Task
After locating the line that contains "let name = dirs.enqueue(&payload).await?;" in the records below, write out exactly that line and each line after it through the one that contains "pub enum StorageError", and nothing else.

Stored data entries
-----

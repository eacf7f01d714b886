//! Queue lifecycle directories.
//!
//! A queue item's state is the directory that holds it:
//!
//! ```text
//! queue/ ──► processing/ ──► completed/
//!                       └──► failed/ ──(retry)──► queue/
//! ```
//!
//! Every transition is a single rename within the queue root, so an item is
//! in exactly one directory at any instant. All four directories must live
//! on the same volume.

use std::io;
use std::path::{Path, PathBuf};

use chrono::Utc;
use intake_core::{QueueError, QueueResult};
use serde::Serialize;
use serde_json::Value;
use tokio::fs;
use tokio::io::AsyncWriteExt;
use uuid::Uuid;

use crate::constants::{
    COMPLETED_DIR_NAME, FAILED_DIR_NAME, PROCESSING_DIR_NAME, QUEUED_DIR_NAME,
    QUEUE_FILE_EXTENSION,
};

/// Lifecycle state of a queue item.
#[derive(Debug, Clone, Copy, PartialEq, Eq, Hash, Serialize)]
#[serde(rename_all = "snake_case")]
pub enum QueueState {
    Queued,
    Processing,
    Completed,
    Failed,
}

impl QueueState {
    pub const ALL: [QueueState; 4] = [
        QueueState::Queued,
        QueueState::Processing,
        QueueState::Completed,
        QueueState::Failed,
    ];

    /// Name of the directory holding items in this state.
    pub fn dir_name(&self) -> &'static str {
        match self {
            Self::Queued => QUEUED_DIR_NAME,
            Self::Processing => PROCESSING_DIR_NAME,
            Self::Completed => COMPLETED_DIR_NAME,
            Self::Failed => FAILED_DIR_NAME,
        }
    }
}

impl std::fmt::Display for QueueState {
    fn fmt(&self, f: &mut std::fmt::Formatter<'_>) -> std::fmt::Result {
        f.write_str(self.dir_name())
    }
}

/// True for file names the queue accepts as payloads (`*.json`).
///
/// Staging files such as `.x.json.tmp` are ignored so producers can write in
/// place and rename.
pub fn is_queue_file(name: &str) -> bool {
    Path::new(name)
        .extension()
        .and_then(|ext| ext.to_str())
        .is_some_and(|ext| ext == QUEUE_FILE_EXTENSION)
        && !name.starts_with('.')
}

/// The four lifecycle directories under one queue root.
#[derive(Debug, Clone, PartialEq, Eq)]
pub struct QueueDirs {
    root: PathBuf,
}

impl QueueDirs {
    pub fn new(root: impl Into<PathBuf>) -> Self {
        Self { root: root.into() }
    }

    pub fn root(&self) -> &Path {
        &self.root
    }

    /// Directory for `state`.
    pub fn dir(&self, state: QueueState) -> PathBuf {
        self.root.join(state.dir_name())
    }

    /// Path of `name` while in `state`.
    pub fn path(&self, state: QueueState, name: &str) -> PathBuf {
        self.dir(state).join(name)
    }

    /// Create all four directories. Idempotent.
    pub async fn create_all(&self) -> QueueResult<()> {
        for state in QueueState::ALL {
            let dir = self.dir(state);
            fs::create_dir_all(&dir)
                .await
                .map_err(|source| QueueError::Io { path: dir, source })?;
        }
        Ok(())
    }

    /// Sorted names of payload files in `state`. A missing directory is empty.
    pub async fn list(&self, state: QueueState) -> QueueResult<Vec<String>> {
        let dir = self.dir(state);
        let mut entries = match fs::read_dir(&dir).await {
            Ok(entries) => entries,
            Err(e) if e.kind() == io::ErrorKind::NotFound => return Ok(Vec::new()),
            Err(source) => return Err(QueueError::Io { path: dir, source }),
        };

        let mut names = Vec::new();
        loop {
            let entry = match entries.next_entry().await {
                Ok(Some(entry)) => entry,
                Ok(None) => break,
                Err(source) => return Err(QueueError::Io { path: dir, source }),
            };
            let is_file = entry
                .file_type()
                .await
                .map(|t| t.is_file())
                .unwrap_or(false);
            if !is_file {
                continue;
            }
            if let Ok(name) = entry.file_name().into_string() {
                if is_queue_file(&name) {
                    names.push(name);
                }
            }
        }
        names.sort();
        Ok(names)
    }

    /// Number of payload files in `state`.
    pub async fn count(&self, state: QueueState) -> QueueResult<usize> {
        Ok(self.list(state).await?.len())
    }

    /// Rename `name` from one lifecycle directory to another.
    pub async fn transition(&self, name: &str, from: QueueState, to: QueueState) -> io::Result<()> {
        fs::rename(self.path(from, name), self.path(to, name)).await
    }

    /// Move every item in `from` to `to`, in name order. Items that vanish
    /// mid-move are skipped, as are items whose name is already taken in
    /// `to`; those stay in `from`. Returns the names actually moved.
    pub async fn transition_all(&self, from: QueueState, to: QueueState) -> QueueResult<Vec<String>> {
        let mut moved = Vec::new();
        for name in self.list(from).await? {
            if fs::try_exists(self.path(to, &name)).await.unwrap_or(false) {
                tracing::warn!(
                    file = %name,
                    %from,
                    %to,
                    "Destination already holds an item with this name, leaving it in place"
                );
                continue;
            }
            match self.transition(&name, from, to).await {
                Ok(()) => moved.push(name),
                Err(e) if e.kind() == io::ErrorKind::NotFound => {
                    tracing::debug!(file = %name, %from, %to, "Item vanished before move");
                }
                Err(source) => {
                    return Err(QueueError::Io {
                        path: self.path(from, &name),
                        source,
                    })
                }
            }
        }
        Ok(moved)
    }

    /// Submit a payload the way producers are expected to: write a hidden
    /// staging file inside `queue/`, then rename it to its final name.
    ///
    /// File names start with a zero-padded millisecond timestamp so name
    /// order follows submission order. Returns the final file name.
    pub async fn enqueue(&self, payload: &Value) -> QueueResult<String> {
        let name = format!(
            "{:016}-{}.{}",
            Utc::now().timestamp_millis(),
            Uuid::now_v7(),
            QUEUE_FILE_EXTENSION
        );
        let staging = self.dir(QueueState::Queued).join(format!(".{name}.tmp"));
        let target = self.path(QueueState::Queued, &name);

        let body = serde_json::to_vec_pretty(payload).map_err(|source| QueueError::Payload {
            file: name.clone(),
            source,
        })?;

        let write = async {
            let mut file = fs::File::create(&staging).await?;
            file.write_all(&body).await?;
            file.sync_all().await?;
            drop(file);
            fs::rename(&staging, &target).await
        };
        if let Err(source) = write.await {
            let _ = fs::remove_file(&staging).await;
            return Err(QueueError::Io {
                path: target,
                source,
            });
        }

        tracing::debug!(file = %name, "Submission enqueued");
        Ok(name)
    }
}
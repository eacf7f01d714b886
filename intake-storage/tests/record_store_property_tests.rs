//! Property-Based Tests for the File Record Store
//!
//! **Property 1: Round-trip**
//!
//! For any record `r`, `append(t, r)` followed by `get_all(t)` yields a table
//! containing `r` plus an injected `createdAt`.
//!
//! **Property 2: Idempotent absence**
//!
//! Deleting or updating an id that is not in the table leaves the table file
//! byte-for-byte unchanged.

use intake_storage::{FileRecordStore, TableStore};
use intake_test_utils::{assertions, fixtures, generators, Record, CREATED_AT_FIELD};
use proptest::prelude::*;
use serde_json::json;
use tokio::runtime::Runtime;

fn test_runtime() -> Result<Runtime, TestCaseError> {
    Runtime::new().map_err(|e| TestCaseError::fail(format!("Failed to create runtime: {}", e)))
}

fn table_bytes(store: &FileRecordStore, table: &str) -> Option<Vec<u8>> {
    let path = store.table_path(table).ok()?;
    std::fs::read(path).ok()
}

proptest! {
    #![proptest_config(ProptestConfig::with_cases(32))]

    #[test]
    fn prop_append_then_get_all_round_trips(records in prop::collection::vec(generators::arb_record(), 1..6)) {
        let rt = test_runtime()?;
        rt.block_on(async {
            let (store, _dir) = fixtures::temp_file_store();

            for record in &records {
                store
                    .append("t", record.clone())
                    .await
                    .map_err(|e| TestCaseError::fail(format!("append failed: {}", e)))?;
            }

            let stored = store
                .get_all("t")
                .await
                .map_err(|e| TestCaseError::fail(format!("get_all failed: {}", e)))?;
            prop_assert_eq!(stored.len(), records.len());
            for (stored, expected) in stored.iter().zip(records.iter()) {
                assertions::assert_stored_as(stored, expected);
            }
            Ok(())
        })?;
    }

    #[test]
    fn prop_missing_id_leaves_table_unchanged(
        records in prop::collection::vec(generators::arb_record(), 0..5),
        missing in "[A-Z]{4,8}",
    ) {
        let rt = test_runtime()?;
        rt.block_on(async {
            let (store, _dir) = fixtures::temp_file_store();
            for record in &records {
                store
                    .append("t", record.clone())
                    .await
                    .map_err(|e| TestCaseError::fail(format!("append failed: {}", e)))?;
            }
            let before = table_bytes(&store, "t");

            // Generated ids are lowercase, so an uppercase id is never present.
            let removed = store
                .delete("t", &missing)
                .await
                .map_err(|e| TestCaseError::fail(format!("delete failed: {}", e)))?;
            prop_assert!(!removed);

            let patch: Record = fixtures::record(json!({"name": "changed"}));
            let update = store.update("t", &missing, patch).await;
            prop_assert!(matches!(update, Err(ref e) if e.is_not_found()));

            prop_assert_eq!(table_bytes(&store, "t"), before);
            Ok(())
        })?;
    }

    #[test]
    fn prop_created_at_is_preserved_when_supplied(record in generators::arb_record()) {
        let rt = test_runtime()?;
        rt.block_on(async {
            let (store, _dir) = fixtures::temp_file_store();
            let mut supplied = record.clone();
            supplied.insert(CREATED_AT_FIELD.to_string(), json!("2021-06-01T12:00:00.000Z"));

            let stored = store
                .append("t", supplied.clone())
                .await
                .map_err(|e| TestCaseError::fail(format!("append failed: {}", e)))?;
            prop_assert_eq!(stored, supplied);
            Ok(())
        })?;
    }
}
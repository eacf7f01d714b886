//! Intake Queue Operator Tool
//!
//! Inspects and repairs the queue directories named by `INTAKE_QUEUE_DIR`.
//! Works directly on the filesystem, so `recover` must only be run while the
//! service is stopped.
//!
//! Usage:
//!   intake-ops stats
//!   intake-ops retry-failed
//!   intake-ops enqueue <payload.json>
//!   intake-ops recover

use intake_api::telemetry::{init_tracer, TelemetryConfig};
use intake_api::{IntakeConfig, QueueDirs, QueueState};
use intake_core::{IntakeResult, QueueError};
use serde_json::{json, Value};

const USAGE: &str = "usage: intake-ops <stats | retry-failed | enqueue <file> | recover>";

#[tokio::main]
async fn main() -> IntakeResult<()> {
    init_tracer(&TelemetryConfig::default())?;

    let config = IntakeConfig::from_env();
    config.validate()?;
    let dirs = QueueDirs::new(config.queue.queue_root.clone());

    let args: Vec<String> = std::env::args().skip(1).collect();
    match args.iter().map(String::as_str).collect::<Vec<_>>().as_slice() {
        ["stats"] => stats(&dirs).await,
        ["retry-failed"] => {
            let moved = dirs
                .transition_all(QueueState::Failed, QueueState::Queued)
                .await?;
            println!("{}", json!({ "requeued": moved }));
            Ok(())
        }
        ["enqueue", file] => enqueue(&dirs, file).await,
        ["recover"] => {
            let moved = dirs
                .transition_all(QueueState::Processing, QueueState::Queued)
                .await?;
            println!("{}", json!({ "recovered": moved }));
            Ok(())
        }
        _ => {
            eprintln!("{}", USAGE);
            std::process::exit(2);
        }
    }
}

async fn stats(dirs: &QueueDirs) -> IntakeResult<()> {
    let mut counts = serde_json::Map::new();
    for state in QueueState::ALL {
        let count = dirs.count(state).await?;
        counts.insert(state.to_string(), json!(count));
    }
    println!("{}", Value::Object(counts));
    Ok(())
}

async fn enqueue(dirs: &QueueDirs, file: &str) -> IntakeResult<()> {
    let body = tokio::fs::read(file).await.map_err(|source| QueueError::Io {
        path: file.into(),
        source,
    })?;
    let payload: Value = serde_json::from_slice(&body).map_err(|source| QueueError::Payload {
        file: file.to_string(),
        source,
    })?;

    dirs.create_all().await?;
    let name = dirs.enqueue(&payload).await?;
    println!("{}", json!({ "enqueued": name }));
    Ok(())
}
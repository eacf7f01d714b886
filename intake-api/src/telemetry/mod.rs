//! Intake Telemetry - Structured Logging
//!
//! Installs the process-wide `tracing` subscriber used by both binaries.

pub mod tracer;

pub use tracer::{init_tracer, shutdown_tracer, LogFormat, TelemetryConfig};
//! Error types for intake operations

use std::path::PathBuf;
use thiserror::Error;

/// Record store errors.
#[derive(Debug, Error)]
pub enum StorageError {
    #[error("Record not found in table {table} with id {id}")]
    NotFound { table: String, id: String },

    #[error("Invalid table name: {table:?}")]
    InvalidTableName { table: String },

    #[error("I/O error on table {table} at {}: {source}", path.display())]
    Io {
        table: String,
        path: PathBuf,
        #[source]
        source: std::io::Error,
    },

    #[error("Write to table {table} failed after {attempts} attempt(s): {source}")]
    WriteFailed {
        table: String,
        attempts: u32,
        #[source]
        source: std::io::Error,
    },

    #[error("Failed to serialize table {table}: {source}")]
    Serialization {
        table: String,
        #[source]
        source: serde_json::Error,
    },
}

impl StorageError {
    /// True when the error reports a missing record.
    pub fn is_not_found(&self) -> bool {
        matches!(self, Self::NotFound { .. })
    }
}

/// Ingestion queue errors.
#[derive(Debug, Error)]
pub enum QueueError {
    #[error("Queue I/O error at {}: {source}", path.display())]
    Io {
        path: PathBuf,
        #[source]
        source: std::io::Error,
    },

    #[error("Queue payload {file} is not valid JSON: {source}")]
    Payload {
        file: String,
        #[source]
        source: serde_json::Error,
    },

    #[error("Queue is already running")]
    AlreadyRunning,

    #[error("Report creator panicked while processing {file}: {reason}")]
    CreatorPanicked { file: String, reason: String },

    #[error("Queue watcher error: {reason}")]
    Watch { reason: String },
}

/// Report validation errors.
#[derive(Debug, Clone, Error, PartialEq, Eq)]
pub enum ValidationError {
    #[error("Required field missing: {field}")]
    RequiredFieldMissing { field: String },

    #[error("Invalid value for {field}: {reason}")]
    InvalidValue { field: String, reason: String },

    #[error("Invalid state transition for report {id}: {from} -> {to}")]
    InvalidTransition { id: String, from: String, to: String },
}

/// Configuration errors.
#[derive(Debug, Clone, Error, PartialEq, Eq)]
pub enum ConfigError {
    #[error("Invalid value for {field}: {value} - {reason}")]
    InvalidValue {
        field: String,
        value: String,
        reason: String,
    },
}

/// Master error type for all intake errors.
#[derive(Debug, Error)]
pub enum IntakeError {
    #[error("Storage error: {0}")]
    Storage(#[from] StorageError),

    #[error("Queue error: {0}")]
    Queue(#[from] QueueError),

    #[error("Validation error: {0}")]
    Validation(#[from] ValidationError),

    #[error("Config error: {0}")]
    Config(#[from] ConfigError),
}

/// Result type alias for record store operations.
pub type StorageResult<T> = Result<T, StorageError>;

/// Result type alias for queue operations.
pub type QueueResult<T> = Result<T, QueueError>;

/// Result type alias for intake operations.
pub type IntakeResult<T> = Result<T, IntakeError>;

// =============================================================================
// TESTS
// =============================================================================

-----

Solution to the exercise
    let name = dirs.enqueue(&payload).await?;
    println!("{}", json!({ "enqueued": name }));
    Ok(())
}
repository eacf7f01d714b886
filename intake-api/src/telemetry/mod.rs
//! Intake Telemetry - Structured Logging
//!
//! Installs the process-wide `tracing` subscriber used by both binaries.

pub mod tracer;

pub use tracer::{init_tracer, shutdown_tracer, LogFormat, TelemetryConfig};
//! Error types for intake operations

use std::path::PathBuf;
use thiserror::Error;

/// Record store errors.
#[derive(Debug, Error)]
pub enum StorageError {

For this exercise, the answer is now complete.